-- Exercise brief --
Copy the records below verbatim, from the first line through the line containing "pub fn assembler(&self)", inclusive, and output nothing else.

-- Records shown --
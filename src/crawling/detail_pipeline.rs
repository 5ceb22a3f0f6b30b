//! Detail-page pipeline: fetch each stored URL, assemble its record and hand
//! it to the sink, one page at a time. A failing URL is logged and counted,
//! never fatal to the rest of the run.

use crate::crawling::pagination::pause;
use crate::domain::course::{CourseRecord, LinkEntry};
use crate::infrastructure::debug_report::DebugReporter;
use crate::infrastructure::http_client::{FetchError, HttpClient};
use crate::infrastructure::parsing::{AssembledRecord, RecordAssembler};
use crate::infrastructure::record_sink::{BatchingSink, SinkStats};
use std::sync::Arc;
use std::time::{Duration, Instant};
use tokio_util::sync::CancellationToken;
use tracing::{error, info, warn};

#[derive(Debug, Clone, Default, PartialEq)]
pub struct PipelineSummary {
    pub total: usize,
    pub processed: usize,
    pub failed: usize,
    pub sink: SinkStats,
    pub debug_pages: usize,
    pub cancelled: bool,
    pub duration: Duration,
}

pub struct DetailPipeline {
    client: Arc<HttpClient>,
    assembler: RecordAssembler,
    request_delay: Duration,
}

impl DetailPipeline {
    pub fn new(client: Arc<HttpClient>, assembler: RecordAssembler, request_delay: Duration) -> Self {
        Self {
            client,
            assembler,
            request_delay,
        }
    }

    pub fn assembler(&self) -> &RecordAssembler {
        &self.assembler
    }

    /// Process every URL in order. The sink is always flushed before returning.
    pub async fn run(
        &self,
        urls: &[LinkEntry],
        mut sink: BatchingSink,
        reporter: Option<&DebugReporter>,
        cancellation_token: &CancellationToken,
    ) -> PipelineSummary {
        let started = Instant::now();
        let mut summary = PipelineSummary {
            total: urls.len(),
            ..PipelineSummary::default()
        };
        info!("Scraping {} course pages (sink enabled: {})", urls.len(), sink.is_enabled());

        for (i, url) in urls.iter().enumerate() {
            let index = i + 1;
            if cancellation_token.is_cancelled() {
                summary.cancelled = true;
                break;
            }
            info!("[{}/{}] Fetching: {}", index, urls.len(), url);

            match self.process(index, url, reporter, cancellation_token).await {
                Ok((record, reported)) => {
                    summary.processed += 1;
                    if reported {
                        summary.debug_pages += 1;
                    }
                    sink.push(record).await;
                }
                Err(FetchError::Cancelled { .. }) => {
                    summary.cancelled = true;
                    break;
                }
                Err(e) => {
                    summary.failed += 1;
                    error!("Error processing {}: {}", url, e);
                }
            }

            if !pause(self.request_delay, cancellation_token).await {
                summary.cancelled = true;
                break;
            }
        }

        summary.sink = sink.finish().await;
        summary.duration = started.elapsed();
        info!(
            "Scrape finished: processed={}, failed={}, written={}, dropped={}, cancelled={}",
            summary.processed, summary.failed, summary.sink.written, summary.sink.dropped, summary.cancelled
        );
        summary
    }

    async fn process(
        &self,
        index: usize,
        url: &LinkEntry,
        reporter: Option<&DebugReporter>,
        cancellation_token: &CancellationToken,
    ) -> Result<(CourseRecord, bool), FetchError> {
        let page = self.client.fetch(url.as_str(), cancellation_token).await?;
        let assembled = self.assembler.assemble(url.as_str(), &page.body);
        log_focus(&assembled);

        let mut reported = false;
        if let Some(reporter) = reporter {
            match reporter.write(index, url.as_str(), &page.body, &assembled).await {
                Ok(_) => reported = true,
                Err(e) => warn!("Debug report for {} failed: {:#}", url, e),
            }
        }
        Ok((assembled.record, reported))
    }
}

fn log_focus(assembled: &AssembledRecord) {
    let record = &assembled.record;
    info!(
        "Extracted '{}' (rating={}, duration='{}', level='{}', provider='{}')",
        record.title,
        record.rating.map_or_else(|| "N/A".to_string(), |r| r.to_string()),
        record.duration,
        record.prerequisite_level,
        record.provider
    );
}
//! Page session capability
//!
//! The harvester drives pages only through [`PageSession`]: navigate, read
//! the current source, locate elements, activate them and wait for a
//! condition. Any rendering backend can implement it; [`HttpPageSession`]
//! is a plain HTTP backend where activation follows the element's target.

use crate::infrastructure::http_client::HttpClient;
use crate::infrastructure::parsing::field_resolution::{compile_selector, element_text};
use crate::infrastructure::parsing::Locator;
use anyhow::{anyhow, bail, Context, Result};
use async_trait::async_trait;
use scraper::Html;
use std::collections::BTreeMap;
use std::sync::Arc;
use std::time::Duration;
use tokio_util::sync::CancellationToken;
use tracing::debug;
use url::Url;

/// Identity of a located element: the page generation it was found on and
/// its position among the locator's matches
#[derive(Debug, Clone, Copy, PartialEq, Eq, Hash)]
pub struct ElementId {
    pub generation: u64,
    pub ordinal: usize,
}

/// Snapshot of a located element
#[derive(Debug, Clone, PartialEq)]
pub struct ElementHandle {
    pub id: ElementId,
    pub tag: String,
    pub text: String,
    pub attributes: BTreeMap<String, String>,
    pub displayed: bool,
}

impl ElementHandle {
    pub fn attr(&self, name: &str) -> Option<&str> {
        self.attributes.get(name).map(String::as_str)
    }

    /// `disabled` attribute present or `aria-disabled="true"`
    pub fn is_disabled(&self) -> bool {
        self.attributes.contains_key("disabled")
            || self.attr("aria-disabled").is_some_and(|v| v.eq_ignore_ascii_case("true"))
    }
}

#[derive(Debug, Clone, Copy, PartialEq, Eq)]
pub enum ActivationMethod {
    /// Programmatic activation, the primary method
    Script,
    /// Native interaction, used when scripted activation fails
    Native,
}

#[derive(Debug, Clone)]
pub enum WaitCondition {
    Present(Locator),
    Stale(ElementHandle),
}

#[async_trait]
pub trait PageSession: Send {
    async fn navigate(&mut self, url: &str) -> Result<()>;

    async fn page_source(&mut self) -> Result<String>;

    async fn find(&mut self, locator: &Locator) -> Result<Vec<ElementHandle>>;

    async fn activate(&mut self, element: &ElementHandle, method: ActivationMethod) -> Result<()>;

    /// Wait up to `timeout`; `Ok(false)` when the condition never held
    async fn wait_for(&mut self, condition: &WaitCondition, timeout: Duration) -> Result<bool>;

    fn current_url(&self) -> Option<&str>;
}

/// Locate elements in a page source. Kept synchronous: parsed HTML never
/// lives across an await point.
pub fn locate(html: &str, locator: &Locator, generation: u64) -> Result<Vec<ElementHandle>> {
    let selector = compile_selector("locator", &locator.css)?;
    let document = Html::parse_document(html);
    let handles = document
        .select(&selector)
        .map(|el| (element_text(&el), el))
        .filter(|(text, _)| locator.text_matches(text))
        .enumerate()
        .map(|(ordinal, (text, el))| {
            let attributes: BTreeMap<String, String> = el
                .value()
                .attrs()
                .map(|(k, v)| (k.to_string(), v.to_string()))
                .collect();
            ElementHandle {
                id: ElementId { generation, ordinal },
                tag: el.value().name().to_string(),
                text,
                displayed: is_displayed(&attributes),
                attributes,
            }
        })
        .collect();
    Ok(handles)
}

fn is_displayed(attributes: &BTreeMap<String, String>) -> bool {
    if attributes.contains_key("hidden") {
        return false;
    }
    if attributes.get("aria-hidden").is_some_and(|v| v == "true") {
        return false;
    }
    let style: String = attributes
        .get("style")
        .map(|s| s.chars().filter(|c| !c.is_whitespace()).collect::<String>().to_lowercase())
        .unwrap_or_default();
    !(style.contains("display:none") || style.contains("visibility:hidden"))
}

struct LoadedPage {
    url: Url,
    html: String,
}

/// HTTP-backed session: every navigation is a fresh fetch and bumps the
/// page generation, which is what makes earlier handles stale.
pub struct HttpPageSession {
    client: Arc<HttpClient>,
    cancellation_token: CancellationToken,
    page_param: Option<String>,
    generation: u64,
    current: Option<LoadedPage>,
}

impl HttpPageSession {
    pub fn new(client: Arc<HttpClient>, cancellation_token: CancellationToken) -> Self {
        Self {
            client,
            cancellation_token,
            page_param: None,
            generation: 0,
            current: None,
        }
    }

    /// Controls without a link target advance this query parameter instead
    pub fn with_page_param(mut self, param: impl Into<String>) -> Self {
        self.page_param = Some(param.into());
        self
    }

    fn loaded(&self) -> Result<&LoadedPage> {
        self.current.as_ref().ok_or_else(|| anyhow!("No page loaded"))
    }

    fn link_target(&self, element: &ElementHandle) -> Result<Option<Url>> {
        let page = self.loaded()?;
        let href = element
            .attr("href")
            .or_else(|| element.attr("data-href"))
            .map(str::trim)
            .filter(|h| !h.is_empty() && !h.starts_with('#') && !h.starts_with("javascript:"));
        match href {
            Some(href) => Ok(Some(page.url.join(href).with_context(|| format!("Invalid link target '{href}'"))?)),
            None => Ok(None),
        }
    }

    fn next_page_url(&self) -> Result<Option<Url>> {
        let Some(param) = &self.page_param else {
            return Ok(None);
        };
        let mut url = self.loaded()?.url.clone();
        let current: u32 = url
            .query_pairs()
            .find(|(k, _)| k == param)
            .and_then(|(_, v)| v.parse().ok())
            .unwrap_or(1);
        let others: Vec<(String, String)> = url
            .query_pairs()
            .filter(|(k, _)| k != param)
            .map(|(k, v)| (k.into_owned(), v.into_owned()))
            .collect();
        url.query_pairs_mut()
            .clear()
            .extend_pairs(others)
            .append_pair(param, &(current + 1).to_string());
        Ok(Some(url))
    }
}

#[async_trait]
impl PageSession for HttpPageSession {
    async fn navigate(&mut self, url: &str) -> Result<()> {
        let page = self.client.fetch(url, &self.cancellation_token).await?;
        let final_url = Url::parse(&page.final_url).with_context(|| format!("Invalid final URL {}", page.final_url))?;
        self.generation += 1;
        self.current = Some(LoadedPage {
            url: final_url,
            html: page.body,
        });
        debug!("Loaded {} (generation {})", url, self.generation);
        Ok(())
    }

    async fn page_source(&mut self) -> Result<String> {
        Ok(self.loaded()?.html.clone())
    }

    async fn find(&mut self, locator: &Locator) -> Result<Vec<ElementHandle>> {
        let html = &self.loaded()?.html;
        locate(html, locator, self.generation)
    }

    async fn activate(&mut self, element: &ElementHandle, method: ActivationMethod) -> Result<()> {
        if element.id.generation != self.generation {
            bail!("Element handle is stale");
        }
        let target = match method {
            ActivationMethod::Script => self.link_target(element)?,
            ActivationMethod::Native => match self.link_target(element)? {
                Some(url) => Some(url),
                None => self.next_page_url()?,
            },
        };
        let Some(target) = target else {
            bail!("Element <{}> has no navigation target", element.tag);
        };
        self.navigate(target.as_str()).await
    }

    async fn wait_for(&mut self, condition: &WaitCondition, _timeout: Duration) -> Result<bool> {
        // A fetched page never changes after load, so one check is final
        match condition {
            WaitCondition::Present(locator) => Ok(!self.find(locator).await?.is_empty()),
            WaitCondition::Stale(handle) => Ok(handle.id.generation != self.generation),
        }
    }

    fn current_url(&self) -> Option<&str> {
        self.current.as_ref().map(|page| page.url.as_str())
    }
}

#[cfg(test)]
mod tests {
    use super::*;

    const PAGE: &str = r#"<html><body>
        <button aria-label="Next Page" disabled>Next</button>
        <button class="pagination" aria-disabled="true">Next</button>
        <button id="go" style="display: none">Next page</button>
        <a href="/learn/a">Course A</a>
    </body></html>"#;

    #[test]
    fn test_locate_with_text_and_state() {
        let handles = locate(PAGE, &Locator::with_text("button", "next"), 4).unwrap();
        assert_eq!(handles.len(), 3);
        assert!(handles[0].is_disabled());
        assert!(handles[1].is_disabled());
        assert!(!handles[2].is_disabled());
        assert!(!handles[2].displayed);
        assert_eq!(handles[2].id, ElementId { generation: 4, ordinal: 2 });
    }

    #[test]
    fn test_locate_rejects_bad_selector() {
        assert!(locate(PAGE, &Locator::css("button[["), 1).is_err());
    }

    #[test]
    fn test_exact_text_match() {
        let handles = locate(PAGE, &Locator::with_exact_text("button", "Next"), 1).unwrap();
        assert_eq!(handles.len(), 2);
    }
}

-- Solution --
filename src/crawling/detail_pipeline.rs
repository 5ceb22a3f0f6b30b
//! Detail-page pipeline: fetch each stored URL, assemble its record and hand
//! it to the sink, one page at a time. A failing URL is logged and counted,
//! never fatal to the rest of the run.

use crate::crawling::pagination::pause;
use crate::domain::course::{CourseRecord, LinkEntry};
use crate::infrastructure::debug_report::DebugReporter;
use crate::infrastructure::http_client::{FetchError, HttpClient};
use crate::infrastructure::parsing::{AssembledRecord, RecordAssembler};
use crate::infrastructure::record_sink::{BatchingSink, SinkStats};
use std::sync::Arc;
use std::time::{Duration, Instant};
use tokio_util::sync::CancellationToken;
use tracing::{error, info, warn};

#[derive(Debug, Clone, Default, PartialEq)]
pub struct PipelineSummary {
    pub total: usize,
    pub processed: usize,
    pub failed: usize,
    pub sink: SinkStats,
    pub debug_pages: usize,
    pub cancelled: bool,
    pub duration: Duration,
}

pub struct DetailPipeline {
    client: Arc<HttpClient>,
    assembler: RecordAssembler,
    request_delay: Duration,
}

impl DetailPipeline {
    pub fn new(client: Arc<HttpClient>, assembler: RecordAssembler, request_delay: Duration) -> Self {
        Self {
            client,
            assembler,
            request_delay,
        }
    }

    pub fn assembler(&self) -> &RecordAssembler {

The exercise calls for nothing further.